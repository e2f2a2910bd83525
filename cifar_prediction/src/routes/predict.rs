use crate::{
    inference_service::ClassifyError,
    model_service::ModelService,
    prediction::PredictionResponse,
    server::SharedState,
};
use axum::{
    body::Bytes,
    extract::{
        multipart::{MultipartError, MultipartRejection},
        Multipart, State,
    },
    http::StatusCode,
    response::{IntoResponse, Json, Response},
};
use serde_json::json;
use std::time::Instant;
use thiserror::Error;
use tracing::instrument;

const ROUTE: &str = "/predict/";

#[derive(Error, Debug)]
pub enum PredictError {
    #[error("Expected a multipart/form-data upload: {0}")]
    NotMultipart(#[from] MultipartRejection),
    #[error("Malformed upload: {0}")]
    Multipart(#[from] MultipartError),
    #[error("No file field found in the upload")]
    MissingFile,
    #[error("Invalid content type {0:?}, expected an image")]
    InvalidContentType(String),
    #[error("{0}")]
    Classify(#[from] ClassifyError),
    #[error("Prediction task failed: {0}")]
    Join(#[from] tokio::task::JoinError),
}

impl PredictError {
    fn status(&self) -> StatusCode {
        match self {
            PredictError::NotMultipart(e) => e.status(),
            PredictError::Multipart(e) => e.status(),
            PredictError::MissingFile => StatusCode::BAD_REQUEST,
            PredictError::InvalidContentType(_) => StatusCode::BAD_REQUEST,
            PredictError::Classify(_) => StatusCode::INTERNAL_SERVER_ERROR,
            PredictError::Join(_) => StatusCode::INTERNAL_SERVER_ERROR,
        }
    }

    fn kind(&self) -> &'static str {
        match self {
            PredictError::NotMultipart(_) => "not_multipart",
            PredictError::Multipart(_) => "multipart",
            PredictError::MissingFile => "missing_file",
            PredictError::InvalidContentType(_) => "content_type",
            PredictError::Classify(ClassifyError::Decode(_)) => "decode",
            PredictError::Classify(ClassifyError::Inference(_)) => "inference",
            PredictError::Join(_) => "join",
        }
    }
}

impl IntoResponse for PredictError {
    fn into_response(self) -> Response {
        let status = self.status();
        let message = if status.is_server_error() {
            tracing::error!("Prediction failed: {}", self);
            "Something went wrong while classifying the image".to_string()
        } else if status == StatusCode::PAYLOAD_TOO_LARGE {
            tracing::warn!("Rejected upload: {}", self);
            "Upload exceeds the size limit".to_string()
        } else {
            tracing::warn!("Rejected upload: {}", self);
            self.to_string()
        };
        (status, Json(json!({ "error": message }))).into_response()
    }
}

struct Upload {
    content_type: String,
    data: Bytes,
}

fn validate_content_type(content_type: Option<&str>) -> Result<String, PredictError> {
    match content_type {
        Some(ct) if ct.trim().to_ascii_lowercase().starts_with("image/") => Ok(ct.to_string()),
        Some(ct) => Err(PredictError::InvalidContentType(ct.to_string())),
        None => Err(PredictError::InvalidContentType("<none>".to_string())),
    }
}

/// Takes the first field named `file` or carrying a file name. The content
/// type is checked before the field body is read.
async fn read_upload(multipart: &mut Multipart) -> Result<Upload, PredictError> {
    while let Some(field) = multipart.next_field().await? {
        if field.name() == Some("file") || field.file_name().is_some() {
            let content_type = validate_content_type(field.content_type())?;
            let data = field.bytes().await?;
            return Ok(Upload { content_type, data });
        }
    }
    Err(PredictError::MissingFile)
}

#[instrument(skip(state, multipart))]
pub async fn predict<M: ModelService>(
    State(state): State<SharedState<M>>,
    multipart: Result<Multipart, MultipartRejection>,
) -> Result<Json<PredictionResponse>, PredictError> {
    state.metrics.record_request(ROUTE);

    let result = match multipart {
        Ok(mut multipart) => classify_upload(&state, &mut multipart).await,
        Err(rejection) => Err(PredictError::from(rejection)),
    };
    if let Err(ref err) = result {
        state.metrics.record_prediction_failure(err.kind());
    }
    result
}

async fn classify_upload<M: ModelService>(
    state: &SharedState<M>,
    multipart: &mut Multipart,
) -> Result<Json<PredictionResponse>, PredictError> {
    let upload = read_upload(multipart).await?;
    tracing::debug!(
        "Received {} bytes of {}",
        upload.data.len(),
        upload.content_type
    );

    let inference_service = state.inference_service.clone();
    let started = Instant::now();
    let predictions =
        tokio::task::spawn_blocking(move || inference_service.classify(&upload.data)).await??;
    state
        .metrics
        .record_prediction_duration(started.elapsed().as_millis() as u64, ROUTE);

    if let Some(best) = predictions.first() {
        tracing::info!(
            "Classified upload as {} with confidence {:.3}",
            best.label,
            best.confidence
        );
    }

    Ok(Json(PredictionResponse { predictions }))
}

#[cfg(test)]
mod tests {
    use super::*;

    #[test]
    fn test_validate_content_type() {
        assert!(validate_content_type(Some("image/png")).is_ok());
        assert!(validate_content_type(Some("IMAGE/JPEG")).is_ok());
        assert!(matches!(
            validate_content_type(Some("application/pdf")),
            Err(PredictError::InvalidContentType(_))
        ));
        assert!(validate_content_type(None).is_err());
    }

    #[test]
    fn test_client_errors_keep_their_message() {
        let err = PredictError::InvalidContentType("text/plain".to_string());
        assert_eq!(err.status(), StatusCode::BAD_REQUEST);
        assert_eq!(err.kind(), "content_type");
    }

    #[test]
    fn test_decode_failures_are_server_errors() {
        let decode = image::load_from_memory(b"garbage").unwrap_err();
        let err = PredictError::from(ClassifyError::from(decode));
        assert_eq!(err.status(), StatusCode::INTERNAL_SERVER_ERROR);
        assert_eq!(err.kind(), "decode");
    }
}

◆ **PROBLEM DETAILS**: Tell how many lines of the data include the word "NotMultipart", without any other words.

◆ **ANSWER FOR THE TASK**: 3